Available records:
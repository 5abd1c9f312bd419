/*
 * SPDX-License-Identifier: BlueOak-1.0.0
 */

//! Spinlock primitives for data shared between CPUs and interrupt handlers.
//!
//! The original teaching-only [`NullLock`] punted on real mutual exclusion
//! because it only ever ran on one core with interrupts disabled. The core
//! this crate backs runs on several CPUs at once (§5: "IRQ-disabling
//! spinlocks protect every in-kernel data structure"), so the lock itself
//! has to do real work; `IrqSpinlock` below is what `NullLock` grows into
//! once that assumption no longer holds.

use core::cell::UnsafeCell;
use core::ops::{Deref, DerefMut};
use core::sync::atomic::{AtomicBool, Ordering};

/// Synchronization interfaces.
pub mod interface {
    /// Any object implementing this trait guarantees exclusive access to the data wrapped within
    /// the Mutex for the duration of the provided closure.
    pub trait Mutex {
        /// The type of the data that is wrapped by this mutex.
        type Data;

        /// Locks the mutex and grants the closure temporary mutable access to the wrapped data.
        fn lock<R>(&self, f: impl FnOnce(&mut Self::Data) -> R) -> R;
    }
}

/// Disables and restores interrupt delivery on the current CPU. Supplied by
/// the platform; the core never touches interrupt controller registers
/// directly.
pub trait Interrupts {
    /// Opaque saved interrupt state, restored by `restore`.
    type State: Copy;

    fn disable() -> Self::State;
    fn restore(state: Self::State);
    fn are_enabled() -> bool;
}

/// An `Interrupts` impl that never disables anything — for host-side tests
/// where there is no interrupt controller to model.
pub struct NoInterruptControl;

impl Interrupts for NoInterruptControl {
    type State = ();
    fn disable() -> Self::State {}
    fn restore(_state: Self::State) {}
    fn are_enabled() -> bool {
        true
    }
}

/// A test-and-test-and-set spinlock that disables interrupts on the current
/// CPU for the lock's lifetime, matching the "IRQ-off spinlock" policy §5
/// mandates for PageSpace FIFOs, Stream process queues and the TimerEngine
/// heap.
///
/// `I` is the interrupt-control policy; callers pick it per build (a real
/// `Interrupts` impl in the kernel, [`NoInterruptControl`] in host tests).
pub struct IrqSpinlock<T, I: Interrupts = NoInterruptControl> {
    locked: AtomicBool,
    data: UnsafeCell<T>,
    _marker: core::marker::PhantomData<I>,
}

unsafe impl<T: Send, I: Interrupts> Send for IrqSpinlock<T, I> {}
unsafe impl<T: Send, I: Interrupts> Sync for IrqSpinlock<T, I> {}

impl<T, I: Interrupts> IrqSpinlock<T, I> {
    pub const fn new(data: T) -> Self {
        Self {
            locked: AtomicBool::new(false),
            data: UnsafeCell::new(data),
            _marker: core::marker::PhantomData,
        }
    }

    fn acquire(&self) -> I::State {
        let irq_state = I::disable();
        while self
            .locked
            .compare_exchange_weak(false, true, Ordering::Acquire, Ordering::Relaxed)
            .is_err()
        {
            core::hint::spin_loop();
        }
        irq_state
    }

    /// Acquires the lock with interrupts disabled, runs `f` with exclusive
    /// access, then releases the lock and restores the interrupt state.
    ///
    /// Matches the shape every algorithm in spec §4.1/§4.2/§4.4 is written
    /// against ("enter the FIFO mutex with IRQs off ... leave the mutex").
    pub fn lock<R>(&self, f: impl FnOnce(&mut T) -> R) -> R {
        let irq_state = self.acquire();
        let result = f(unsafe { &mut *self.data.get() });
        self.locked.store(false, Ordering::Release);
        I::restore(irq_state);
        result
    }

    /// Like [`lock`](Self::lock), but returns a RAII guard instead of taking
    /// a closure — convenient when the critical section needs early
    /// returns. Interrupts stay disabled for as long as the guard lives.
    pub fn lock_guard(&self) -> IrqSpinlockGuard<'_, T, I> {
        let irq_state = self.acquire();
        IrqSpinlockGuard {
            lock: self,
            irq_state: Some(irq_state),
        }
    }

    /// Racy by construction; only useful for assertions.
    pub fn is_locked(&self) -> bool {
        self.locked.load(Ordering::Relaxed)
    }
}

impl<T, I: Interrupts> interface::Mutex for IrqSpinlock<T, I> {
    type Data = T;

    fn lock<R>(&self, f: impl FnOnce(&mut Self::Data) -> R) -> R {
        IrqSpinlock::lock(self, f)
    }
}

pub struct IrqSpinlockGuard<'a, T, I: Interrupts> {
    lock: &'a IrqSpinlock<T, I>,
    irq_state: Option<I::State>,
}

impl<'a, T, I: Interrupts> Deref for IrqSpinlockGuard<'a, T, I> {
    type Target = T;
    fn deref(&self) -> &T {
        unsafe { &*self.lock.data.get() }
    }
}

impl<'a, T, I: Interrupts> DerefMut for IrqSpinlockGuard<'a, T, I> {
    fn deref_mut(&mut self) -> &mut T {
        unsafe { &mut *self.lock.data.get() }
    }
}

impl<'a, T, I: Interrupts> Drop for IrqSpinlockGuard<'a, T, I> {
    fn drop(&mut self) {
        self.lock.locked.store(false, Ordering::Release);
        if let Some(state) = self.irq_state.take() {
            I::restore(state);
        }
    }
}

Problem to solve:
Repeat the material word for word from its opening line up to and including the line containing "disabled. The core".

Response box:
repository 5abd1c9f312bd419
/*
 * SPDX-License-Identifier: BlueOak-1.0.0
 */

//! Spinlock primitives for data shared between CPUs and interrupt handlers.
//!
//! The original teaching-only [`NullLock`] punted on real mutual exclusion
//! because it only ever ran on one core with interrupts disabled. The core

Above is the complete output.